The “Nursing Home Compare” website is the main source for this type of information for nursing home consumers and their families. One of the core reasons for the deficient ratings was the fact that many facilities were permitted to self-report certain data regarding the quantity and quality of care they gave to their patient residents.
Naturally, this implies that facilities may be more than likely to overinflate their own reporting, including statistics like staff levels. A key problem with facilities, though, is the low staffing levels used by owners and administrators in an effort to increase revenue and profit at the expense of attention to patients. There was furthermore information that went unverified. According to some, far too many homes received four and five-star ratings (out of five) that they likely did not deserve, and homes with a history of poor quality of care received rather high marks. Also, the prior ratings did not take into account the use of antipsychotic drugs to hold down irritable or potentially violent patients. Notably, between 2009 and 2013, the number of five-star rated homes increased from 11% to 29% of facilities nationwide under the previous rating paradigm.
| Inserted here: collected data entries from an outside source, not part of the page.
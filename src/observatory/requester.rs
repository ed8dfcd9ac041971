//! Scan requests against the Observatory API
//!
//! The HTTP layer sits behind [`ScanTransport`] so the poll loop and change
//! detection can be driven by scripted responses in tests.

use std::sync::Arc;
use std::time::Duration;

use async_trait::async_trait;
use reqwest::Url;

use crate::core::validation::ValidationError;
use crate::observatory::error::{ObservatoryError, ObservatoryResult};
use crate::observatory::options::AgentConfig;
use crate::observatory::types::{ApiVariant, ScanResult};

pub const DEFAULT_HTTP_TIMEOUT_SECS: u64 = 60;

/// Status and body of one HTTP exchange
#[derive(Debug, Clone, PartialEq, Eq)]
pub struct HttpReply {
    pub status: u16,
    pub body: String,
}

/// Issues a body-less POST and hands back the raw reply
#[async_trait]
pub trait ScanTransport: Send + Sync {
    async fn post(&self, url: &Url) -> ObservatoryResult<HttpReply>;
}

/// Production transport built on reqwest with rustls
#[derive(Debug, Clone)]
pub struct ReqwestTransport {
    client: reqwest::Client,
}

impl ReqwestTransport {
    pub fn new(timeout: Duration) -> ObservatoryResult<Self> {
        let client = reqwest::Client::builder()
            .timeout(timeout)
            .user_agent(concat!("observatory-watch/", env!("CARGO_PKG_VERSION")))
            .build()
            .map_err(|e| ObservatoryError::Transport {
                url: String::new(),
                message: format!("Failed to create HTTP client: {}", e),
            })?;
        Ok(Self { client })
    }
}

#[async_trait]
impl ScanTransport for ReqwestTransport {
    async fn post(&self, url: &Url) -> ObservatoryResult<HttpReply> {
        let transport_error = |e: reqwest::Error| ObservatoryError::Transport {
            url: url.to_string(),
            message: e.to_string(),
        };

        let response = self
            .client
            .post(url.clone())
            .send()
            .await
            .map_err(transport_error)?;
        let status = response.status().as_u16();
        let body = response.text().await.map_err(transport_error)?;

        Ok(HttpReply { status, body })
    }
}

/// Builds the scan URL for one site and performs single scan requests
#[derive(Clone)]
pub struct ScanRequester {
    config: AgentConfig,
    transport: Arc<dyn ScanTransport>,
}

impl ScanRequester {
    pub fn new(config: AgentConfig, transport: Arc<dyn ScanTransport>) -> Self {
        Self { config, transport }
    }

    pub fn config(&self) -> &AgentConfig {
        &self.config
    }

    /// Endpoint URL including the query string for the configured site
    pub fn scan_url(&self) -> ObservatoryResult<Url> {
        let variant = self.config.variant;
        let raw = format!("{}{}", self.config.api_base_url, variant.endpoint_path());
        let mut url = Url::parse(&raw).map_err(|e| {
            ValidationError::new(&format!("Cannot build scan URL from '{}': {}", raw, e))
        })?;

        {
            let mut query = url.query_pairs_mut();
            query.append_pair("host", &self.config.site);
            if variant.supports_scan_flags() {
                query.append_pair("hidden", &self.config.hidden.to_string());
                query.append_pair("rescan", &self.config.rescan.to_string());
            }
        }

        Ok(url)
    }

    /// Issue one scan request and parse the reply.
    ///
    /// The HTTP status is logged but not interpreted; the API reports scan
    /// progress in the body.
    pub async fn request(&self) -> ObservatoryResult<ScanResult> {
        let url = self.scan_url()?;
        log::debug!("POST {}", url);

        let reply = self.transport.post(&url).await?;
        log::info!("request status : {}", reply.status);

        let payload = ScanResult::from_json_str(&reply.body).map_err(|e| {
            ObservatoryError::MalformedResponse {
                status: reply.status,
                message: e.to_string(),
            }
        })?;

        if self.config.debug {
            log::info!(
                "payload: {}",
                serde_json::to_string(&payload).unwrap_or_else(|_| payload.summary())
            );
        }

        if self.config.variant == ApiVariant::LegacyV1 && payload.is_database_down() {
            log::error!("Unable to connect to database");
            return Err(ObservatoryError::DatabaseDown);
        }

        Ok(payload)
    }
}
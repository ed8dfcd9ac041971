//! Error types for event delivery

use std::fmt;

#[derive(Debug, Clone)]
pub enum NotificationError {
    /// The receiving half of an in-process channel is gone
    ChannelClosed(String),
    /// Writing to stdout or a file failed
    Io { target: String, message: String },
    /// A webhook call failed or was rejected
    Http {
        url: String,
        status: Option<u16>,
        message: String,
    },
    /// The event could not be encoded
    Serialization(String),
    /// No sink of a fan-out accepted the event
    DeliveryFailed { failed_sinks: Vec<String> },
}

impl fmt::Display for NotificationError {
    fn fmt(&self, f: &mut fmt::Formatter<'_>) -> fmt::Result {
        match self {
            NotificationError::ChannelClosed(id) => {
                write!(f, "Channel closed for sink: {id}")
            }
            NotificationError::Io { target, message } => {
                write!(f, "Failed to write event to {target}: {message}")
            }
            NotificationError::Http {
                url,
                status: Some(status),
                message,
            } => write!(f, "Webhook {url} answered HTTP {status}: {message}"),
            NotificationError::Http {
                url,
                status: None,
                message,
            } => write!(f, "Webhook {url} unreachable: {message}"),
            NotificationError::Serialization(msg) => {
                write!(f, "Failed to serialize event: {msg}")
            }
            NotificationError::DeliveryFailed { failed_sinks } => {
                write!(
                    f,
                    "Event delivery failed for {} sink(s): {:?}",
                    failed_sinks.len(),
                    failed_sinks
                )
            }
        }
    }
}

impl std::error::Error for NotificationError {}

impl crate::core::error_handling::ContextualError for NotificationError {
    fn is_user_actionable(&self) -> bool {
        false // All delivery errors are system-level
    }

    fn user_message(&self) -> Option<&str> {
        None
    }
}
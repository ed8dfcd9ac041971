//! Command line arguments
//!
//! Every host setting can also come from the configuration file; values given
//! here win over the file.

use clap::{ArgAction, CommandFactory, FromArgMatches, Parser};
use std::ffi::OsString;
use std::path::PathBuf;

use crate::core::version::long_version;

#[derive(Parser, Debug, Clone, Default, PartialEq)]
#[command(name = "observatory-watch")]
#[command(about = "Watch a site's Mozilla HTTP Observatory score and report changes")]
#[command(version)]
#[command(
    after_help = "Agent options (-o key=value): site, variant, changes_only, debug, \
                  expected_receive_period_in_days, hidden, rescan, max_poll_attempts, \
                  poll_delay_secs, api_base_url"
)]
pub struct Args {
    /// Configuration file path
    #[arg(short = 'c', long = "config-file", value_name = "FILE")]
    pub config_file: Option<PathBuf>,

    /// Hostname to scan
    #[arg(short = 's', long = "site", value_name = "HOST")]
    pub site: Option<String>,

    /// Observatory API to use
    #[arg(long = "variant", value_name = "VARIANT", value_parser = ["legacy-v1", "current-v2", "v1", "v2"])]
    pub variant: Option<String>,

    /// Set an agent option (repeatable)
    #[arg(short = 'o', long = "option", value_name = "KEY=VALUE", action = ArgAction::Append)]
    pub options: Vec<String>,

    /// Run a single check cycle and exit
    #[arg(long = "once")]
    pub once: bool,

    /// Validate the configuration and exit without contacting the API
    #[arg(long = "check-config")]
    pub check_config: bool,

    /// File holding the last known scan result
    #[arg(long = "state-file", value_name = "FILE")]
    pub state_file: Option<PathBuf>,

    /// Append events as JSON lines to this file instead of stdout
    #[arg(long = "events-file", value_name = "FILE")]
    pub events_file: Option<PathBuf>,

    /// POST events to this URL
    #[arg(long = "webhook-url", value_name = "URL")]
    pub webhook_url: Option<String>,

    /// Seconds between check cycles in watch mode
    #[arg(long = "schedule-interval-secs", value_name = "SECS", value_parser = clap::value_parser!(u64).range(1..))]
    pub schedule_interval_secs: Option<u64>,

    /// Abandon the scan poll of a check cycle after this many seconds
    #[arg(long = "cycle-timeout-secs", value_name = "SECS", value_parser = clap::value_parser!(u64).range(1..))]
    pub cycle_timeout_secs: Option<u64>,

    /// Log level
    #[arg(short = 'l', long = "log-level", value_name = "LEVEL", value_parser = ["trace", "debug", "info", "warn", "error", "off"])]
    pub log_level: Option<String>,

    /// Log output format
    #[arg(long = "log-format", value_name = "FORMAT", value_parser = ["text", "ext", "json"])]
    pub log_format: Option<String>,

    /// Log file path (use 'none' to disable file logging)
    #[arg(long = "log-file", value_name = "FILE")]
    pub log_file: Option<PathBuf>,

    /// Force colored log output
    #[arg(long = "color", action = ArgAction::SetTrue)]
    pub color: bool,

    /// Disable colored log output
    #[arg(long = "no-color", action = ArgAction::SetTrue, conflicts_with = "color")]
    pub no_color: bool,
}

impl Args {
    /// The clap command with build metadata attached to `--version`
    pub fn command_with_version() -> clap::Command {
        Self::command().long_version(long_version())
    }

    /// Parse from the process arguments, exiting on `--help`, `--version` or errors
    pub fn parse_from_env() -> Self {
        match Self::try_parse_from_args(std::env::args_os()) {
            Ok(args) => args,
            Err(e) => e.exit(),
        }
    }

    pub fn try_parse_from_args<I, T>(args: I) -> Result<Self, clap::Error>
    where
        I: IntoIterator<Item = T>,
        T: Into<OsString> + Clone,
    {
        let matches = Self::command_with_version().try_get_matches_from(args)?;
        Self::from_arg_matches(&matches)
    }

    /// Explicit color choice, `None` when neither flag was given
    pub fn color_choice(&self) -> Option<bool> {
        match (self.color, self.no_color) {
            (true, _) => Some(true),
            (_, true) => Some(false),
            _ => None,
        }
    }
}

#[cfg(test)]
mod tests {
    use super::*;

    fn parse(args: &[&str]) -> Result<Args, clap::Error> {
        Args::try_parse_from_args(std::iter::once("observatory-watch").chain(args.iter().copied()))
    }

    #[test]
    fn test_defaults() {
        let args = parse(&[]).unwrap();
        assert_eq!(args, Args::default());
        assert_eq!(args.color_choice(), None);
    }

    #[test]
    fn test_agent_flags() {
        let args = parse(&[
            "--site",
            "example.com",
            "--variant",
            "v2",
            "-o",
            "rescan=true",
            "--option",
            "changes_only=false",
            "--once",
        ])
        .unwrap();

        assert_eq!(args.site.as_deref(), Some("example.com"));
        assert_eq!(args.variant.as_deref(), Some("v2"));
        assert_eq!(args.options, vec!["rescan=true", "changes_only=false"]);
        assert!(args.once);
        assert!(!args.check_config);
    }

    #[test]
    fn test_host_flags() {
        let args = parse(&[
            "--config-file=custom.toml",
            "--state-file",
            "/tmp/state.json",
            "--schedule-interval-secs",
            "3600",
            "--cycle-timeout-secs",
            "900",
            "--log-format",
            "json",
            "--no-color",
        ])
        .unwrap();

        assert_eq!(args.config_file, Some(PathBuf::from("custom.toml")));
        assert_eq!(args.state_file, Some(PathBuf::from("/tmp/state.json")));
        assert_eq!(args.schedule_interval_secs, Some(3600));
        assert_eq!(args.cycle_timeout_secs, Some(900));
        assert_eq!(args.log_format.as_deref(), Some("json"));
        assert_eq!(args.color_choice(), Some(false));
    }

    #[test]
    fn test_rejects_zero_interval() {
        assert!(parse(&["--schedule-interval-secs", "0"]).is_err());
    }

    #[test]
    fn test_rejects_unknown_variant() {
        assert!(parse(&["--variant", "v3"]).is_err());
    }

    #[test]
    fn test_color_flags_conflict() {
        assert!(parse(&["--color", "--no-color"]).is_err());
        assert_eq!(parse(&["--color"]).unwrap().color_choice(), Some(true));
    }

    #[test]
    fn test_long_version_carries_build_info() {
        let err = parse(&["--version"]).unwrap_err();
        assert_eq!(err.kind(), clap::error::ErrorKind::DisplayVersion);
        let rendered = Args::command_with_version().render_long_version();
        assert!(rendered.contains(env!("CARGO_PKG_VERSION")));
        assert!(rendered.contains("git"));
    }
}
In more recent news, the government has indicated that it will reform the way in which it rates nursing homes. The scoring criteria will be much stricter going forward, implying that certain facilities will see their ratings drop compared to the prior cycle of ratings. As the New York Times has reported, last autumn the government mandated that nursing home staffing levels be reported each quarter and compared against payroll data for verification, and planned to implement an audit to verify the “quality of care” statistics that were originally self-reported by the facilities.
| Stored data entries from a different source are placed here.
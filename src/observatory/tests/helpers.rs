//! Shared helpers for observatory tests

use std::collections::VecDeque;
use std::sync::Mutex;

use async_trait::async_trait;
use reqwest::Url;
use serde_json::Value;

use crate::observatory::error::{ObservatoryError, ObservatoryResult};
use crate::observatory::requester::{HttpReply, ScanTransport};
use crate::observatory::types::ScanResult;

/// Transport that replays a fixed list of replies and records every URL
pub struct ScriptedTransport {
    replies: Mutex<VecDeque<ObservatoryResult<HttpReply>>>,
    urls: Mutex<Vec<String>>,
}

impl ScriptedTransport {
    pub fn new(replies: Vec<ObservatoryResult<HttpReply>>) -> Self {
        Self {
            replies: Mutex::new(replies.into()),
            urls: Mutex::new(Vec::new()),
        }
    }

    pub fn from_replies(replies: Vec<HttpReply>) -> Self {
        Self::new(replies.into_iter().map(Ok).collect())
    }

    /// Every body is answered with HTTP 200
    pub fn from_bodies(bodies: &[&str]) -> Self {
        Self::from_replies(
            bodies
                .iter()
                .map(|body| HttpReply {
                    status: 200,
                    body: body.to_string(),
                })
                .collect(),
        )
    }

    pub fn from_json(values: Vec<Value>) -> Self {
        Self::from_replies(
            values
                .into_iter()
                .map(|value| HttpReply {
                    status: 200,
                    body: value.to_string(),
                })
                .collect(),
        )
    }

    pub fn calls(&self) -> usize {
        self.urls.lock().unwrap().len()
    }

    pub fn urls(&self) -> Vec<String> {
        self.urls.lock().unwrap().clone()
    }
}

#[async_trait]
impl ScanTransport for ScriptedTransport {
    async fn post(&self, url: &Url) -> ObservatoryResult<HttpReply> {
        self.urls.lock().unwrap().push(url.to_string());
        self.replies
            .lock()
            .unwrap()
            .pop_front()
            .unwrap_or_else(|| {
                Err(ObservatoryError::Transport {
                    url: url.to_string(),
                    message: "scripted transport has no replies left".to_string(),
                })
            })
    }
}

pub fn scan(value: Value) -> ScanResult {
    ScanResult::from_value(value).expect("scan fixtures must be JSON objects")
}
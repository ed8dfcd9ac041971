// Internal modules - all access should go through api module
pub(crate) mod error;
pub(crate) mod event;
pub(crate) mod sinks;
pub(crate) mod traits;

// Public API module - the only public interface for event delivery
pub mod api;

#[cfg(test)]
mod tests;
This verification appears to largely hinge on increased visits by state agencies responsible for nursing homes, and which often facilitate the use of Medicare and Medicaid dollars. CMS’s examination of staffing levels ties into concerns about hours spent treating and helping patients, as well as medication levels. As reported, the government will also consider the added criterion of antipsychotic drug use – impliedly, more use could lead to a lower rating since antipsychotic drugs have become anathema to resident care, and slowly phased out in many homes. While some might worry that the presumptive lower ratings of homes would disturb consumers, others have noted that certain facilities still operate at a high level, meaning that the intended more accurate system will work.